Drillers dispose of brine, a toxic wastewater byproduct of oil and gas production, by depositing it through injection wells into porous underground rock formations. Past studies showed that wastewater injection into deep aquifers (bodies of permeable rock that hold water) induces earthquakes, as does injection into shallow aquifers. But it was unclear how shallow injection could do so.
The researchers explored this question by studying the Delaware Basin, which is seeing a significant increase in shallow wastewater injection since 2010. At the same time, a vast region of the basin has experienced a rise in seismic activity. Most of the quakes were relatively small, but some were large enough to be felt widely, such as the recent magnitude 5.0 rumbler near Mentone in Loving County.

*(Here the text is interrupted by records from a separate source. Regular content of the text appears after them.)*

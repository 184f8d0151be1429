//! Exponential backoff schedule

use podium_core::RetryConfig;
use std::time::Duration;

/// Capped exponential backoff: `delay(n) = min(base * 2^n, max)`.
///
/// `n` is the 0-based index of the attempt that just failed, so the sleep
/// before the second attempt is `base`.
#[derive(Debug, Clone, Copy, PartialEq, Eq)]
pub struct Backoff {
    base: Duration,
    max: Duration,
}

impl Backoff {
    pub fn new(base: Duration, max: Duration) -> Self {
        Self { base, max }
    }

    pub fn from_config(config: &RetryConfig) -> Self {
        Self::new(config.base_delay(), config.max_delay())
    }

    /// Delay to wait after the given failed attempt.
    pub fn delay(&self, attempt: u32) -> Duration {
        let factor = 2u32.checked_pow(attempt).unwrap_or(u32::MAX);
        self.base
            .checked_mul(factor)
            .unwrap_or(self.max)
            .min(self.max)
    }

    /// The first `count` delays of the schedule.
    pub fn schedule(&self, count: u32) -> Vec<Duration> {
        (0..count).map(|attempt| self.delay(attempt)).collect()
    }
}

#[cfg(test)]
mod tests {
    use super::*;
    use proptest::prelude::*;

    #[test]
    fn test_schedule_doubles_then_caps() {
        let backoff = Backoff::new(Duration::from_secs(2), Duration::from_secs(60));
        let secs: Vec<u64> = backoff.schedule(8).iter().map(Duration::as_secs).collect();
        assert_eq!(secs, vec![2, 4, 8, 16, 32, 60, 60, 60]);
    }

    #[test]
    fn test_huge_attempt_does_not_overflow() {
        let backoff = Backoff::new(Duration::from_millis(500), Duration::from_secs(30));
        assert_eq!(backoff.delay(200), Duration::from_secs(30));
    }

    #[test]
    fn test_from_config() {
        let backoff = Backoff::from_config(&RetryConfig {
            max_attempts: 3,
            base_delay_ms: 100,
            max_delay_ms: 250,
        });
        assert_eq!(
            backoff.schedule(3),
            vec![
                Duration::from_millis(100),
                Duration::from_millis(200),
                Duration::from_millis(250)
            ]
        );
    }

    proptest! {
        #![proptest_config(ProptestConfig::with_cases(100))]

        /// Delays never decrease and never exceed the cap.
        #[test]
        fn prop_schedule_monotone_and_capped(
            base_ms in 1u64..5_000,
            extra_ms in 0u64..120_000,
            attempts in 1u32..40,
        ) {
            let max = Duration::from_millis(base_ms + extra_ms);
            let backoff = Backoff::new(Duration::from_millis(base_ms), max);
            let schedule = backoff.schedule(attempts);
            for pair in schedule.windows(2) {
                prop_assert!(pair[0] <= pair[1]);
            }
            for delay in &schedule {
                prop_assert!(*delay <= max);
            }
        }
    }
}
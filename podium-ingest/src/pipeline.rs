//! Checkpointed batch processor for qualification statuses.
//!
//! # Lifecycle
//!
//! 1. The [`ProgressTracker`] yields the start index (0, or the position after
//!    the last checkpoint when resuming).
//! 2. Teams are visited by position from there. Resume is positional, so the
//!    team list must be the same (same filter, same order) across runs.
//! 3. Each team is resolved, merged into the session with the monotonic
//!    policy, and recorded in the tracker.
//! 4. Every `commit_interval` items the session is committed and only then
//!    is the checkpoint written, so the checkpoint never runs ahead of
//!    durable data.
//! 5. A failed item is logged and skipped.
//! 6. On shutdown or a fatal storage error the buffered writes are committed
//!    best-effort, the checkpoint is rewound to the last committed position,
//!    and the error is returned.

use crate::progress::ProgressTracker;
use crate::resolver::QualificationSource;
use podium_core::{IngestError, QualificationStatus, TeamId, UpsertPolicy};
use podium_storage::{Session, StorageTrait};
use std::sync::Arc;
use tokio::sync::watch;
use tracing::Instrument;
use uuid::Uuid;

/// Status label recorded for items that could not be processed.
pub const FAILED_LABEL: &str = "FAILED";

/// Outcome of one invocation of [`IngestionPipeline::run`].
#[derive(Debug, Clone, Copy, PartialEq, Eq)]
pub struct RunReport {
    /// Items handled by this invocation, including failed ones.
    pub processed: usize,
    /// Items that were logged and skipped.
    pub failed: usize,
    /// Position the run started from.
    pub start_index: usize,
    /// Length of the team list.
    pub total: usize,
}

pub struct IngestionPipeline<S, Q> {
    storage: Arc<S>,
    source: Arc<Q>,
    tracker: ProgressTracker,
    commit_interval: usize,
    shutdown: watch::Receiver<bool>,
}

impl<S, Q> IngestionPipeline<S, Q>
where
    S: StorageTrait,
    Q: QualificationSource,
{
    pub fn new(
        storage: Arc<S>,
        source: Arc<Q>,
        tracker: ProgressTracker,
        commit_interval: usize,
    ) -> Self {
        let (_, shutdown) = watch::channel(false);
        Self {
            storage,
            source,
            tracker,
            commit_interval: commit_interval.max(1),
            shutdown,
        }
    }

    /// Stop cooperatively once `shutdown` flips to `true`. The flag is checked
    /// before each item, so an in-flight lookup finishes first.
    pub fn with_shutdown(mut self, shutdown: watch::Receiver<bool>) -> Self {
        self.shutdown = shutdown;
        self
    }

    pub fn tracker(&self) -> &ProgressTracker {
        &self.tracker
    }

    /// Process `teams`, resuming from the checkpoint when `resume` is set.
    pub async fn run(&mut self, teams: &[TeamId], resume: bool) -> Result<RunReport, IngestError> {
        let span = tracing::info_span!(
            "qualification_run",
            run_id = %Uuid::now_v7(),
            teams = teams.len(),
            resume
        );
        self.run_inner(teams, resume).instrument(span).await
    }

    async fn run_inner(&mut self, teams: &[TeamId], resume: bool) -> Result<RunReport, IngestError> {
        let total = teams.len();
        let mut start_index = self.tracker.initialize(total, resume);
        if start_index > total {
            tracing::warn!(
                start_index,
                total,
                "Checkpoint is past the end of the team list; nothing left to process"
            );
            start_index = total;
        }

        let storage = Arc::clone(&self.storage);
        let mut session = storage.session();

        let mut committed = start_index.checked_sub(1).and_then(|index| {
            let team_id = self
                .tracker
                .checkpoint()
                .last_processed_team_id
                .or_else(|| teams.get(index).copied())?;
            Some((index, team_id))
        });
        let mut last_processed = committed;
        let mut report = RunReport {
            processed: 0,
            failed: 0,
            start_index,
            total,
        };

        for (index, team_id) in teams.iter().copied().enumerate().skip(start_index) {
            if *self.shutdown.borrow() {
                tracing::warn!(index, "Shutdown requested");
                let last_committed =
                    abort(&mut self.tracker, &mut session, committed, last_processed);
                tracing::warn!(
                    last_committed_index = ?last_committed,
                    "INTERRUPTED: progress committed to database. Run again to resume."
                );
                return Err(IngestError::Interrupted {
                    last_committed_index: last_committed,
                });
            }

            let label = match self.process(&mut session, index, team_id).await {
                Ok(status) => status.as_db_str(),
                Err(e) => {
                    tracing::error!(index, team_id = %team_id, error = %e, "Failed to process team; skipping");
                    report.failed += 1;
                    FAILED_LABEL
                }
            };
            report.processed += 1;
            last_processed = Some((index, team_id));
            self.tracker.update_progress(index, team_id, label, false);

            if report.processed % self.commit_interval == 0 {
                if let Err(e) = session.commit() {
                    tracing::error!(index, error = %e, "Commit failed");
                    let last_committed =
                        abort(&mut self.tracker, &mut session, committed, last_processed);
                    tracing::error!(
                        last_committed_index = ?last_committed,
                        "ERROR: {}. Run again to resume.",
                        e
                    );
                    return Err(IngestError::Storage(e));
                }
                committed = last_processed;
                self.tracker.persist();
                tracing::info!(
                    processed = report.processed,
                    index,
                    "Database committed at {} teams",
                    report.processed
                );
            }
        }

        if let Err(e) = session.commit() {
            tracing::error!(error = %e, "Final commit failed");
            abort(&mut self.tracker, &mut session, committed, last_processed);
            return Err(IngestError::Storage(e));
        }

        if let Some((index, team_id)) = last_processed.filter(|_| report.processed > 0) {
            self.tracker.update_progress(index, team_id, "DONE", true);
        }
        self.tracker.complete();

        tracing::info!(
            processed = report.processed,
            failed = report.failed,
            start_index = report.start_index,
            total = report.total,
            "Qualification run finished"
        );
        Ok(report)
    }

    async fn process(
        &self,
        session: &mut Session<'_, S>,
        index: usize,
        team_id: TeamId,
    ) -> Result<QualificationStatus, IngestError> {
        let qualification = self.source.resolve(team_id).await?;
        let stored =
            session.upsert_qualification(team_id, qualification.status, UpsertPolicy::Monotonic)?;
        tracing::debug!(
            index,
            team_id = %team_id,
            resolved = %qualification.status,
            stored = %stored,
            "Team processed"
        );
        Ok(qualification.status)
    }
}

/// Commit what is buffered if possible, then save the checkpoint at the last
/// position known to be durable. Returns that position's index.
fn abort<S: StorageTrait + ?Sized>(
    tracker: &mut ProgressTracker,
    session: &mut Session<'_, S>,
    committed: Option<(usize, TeamId)>,
    last_processed: Option<(usize, TeamId)>,
) -> Option<usize> {
    let durable = match session.commit() {
        Ok(_) => last_processed,
        Err(e) => {
            tracing::error!(error = %e, "Best-effort commit failed; buffered writes are lost");
            session.rollback();
            committed
        }
    };
    tracker.save_committed(durable);
    durable.map(|(index, _)| index)
}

The researchers created a computer model of the fluid extraction activities conducted in more than 1,500 shale production wells from 1993 to 2020. More than 400 of these wells were used to inject brine in sandstone formations from 2010 to 2020.
The model allowed the researchers to examine how varying amounts of injected brine perturb the crustal stresses (forces that act on Earth's crust) deep under the Delaware Basin and how these disturbances induce earthquakes along a given fault.
The researchers found that fluid injected in shallow aquifers generates so-called poroelastic stress, which migrates downward to add to the deep crustal stresses building along faults beneath the basin. Poroelastic stress is the pressure created by fluid seeping through porous rocks. It deforms the surrounding rock, pushing faults toward slipping in an earthquake.
The basin's geological properties also determine the magnitude and odds of an earthquake. But in all, shallow injection is the main driver of basin-wide earthquakes, the researchers said. They noted that their study could provide insights into how to evaluate and minimize hazards caused by the combination of natural and human factors. (Related: Fracking is responsible for the earthquakes in Oklahoma; they are triggered by the injection of wastewater deep into the ground.)
Most man-made, or induced, earthquakes take the form of low-magnitude seismic movements called tremors. These events have increased over the past several years in the U.S., particularly in the central and eastern regions of the country.
According to the U.S. Geological Survey, wastewater injection is the primary cause of the recent increase in man-made quakes in the central U.S. It operates for far longer and injects more amounts of fluid than hydraulic fracturing, which also induces earthquakes. Also known as fracking, this is the process of drilling down into the earth before a high-pressure water mixture is injected into the rock to release the gas inside.
In Oklahoma, which experiences the most induced earthquakes in the U.S., 98 to 99 percent of all man-made tremors are attributed to wastewater disposal. The rest are linked to fracking.
Induced earthquakes are also caused by other human activities such as mining and the emplacement of massive dams. In 2017, British researchers found that at least 730 man-made earthquakes occurred worldwide over the last 150 years. Mining was the most common trigger, accounting for 37 percent of the cases. Water kept in dams came in second at 23 percent, while conventional oil and gas extraction followed at 15 percent.
The strongest quake recorded by the researchers happened in 2008. A 7.9 earthquake rocked Sichuan province in China, killing 87,000 people. The disaster was blamed on the Zipingpu Reservoir, which contained a large amount of water that residents suspected might have seeped into a fault and caused it to slip. However, the debate still persists over whether the quake was purely natural or man-made.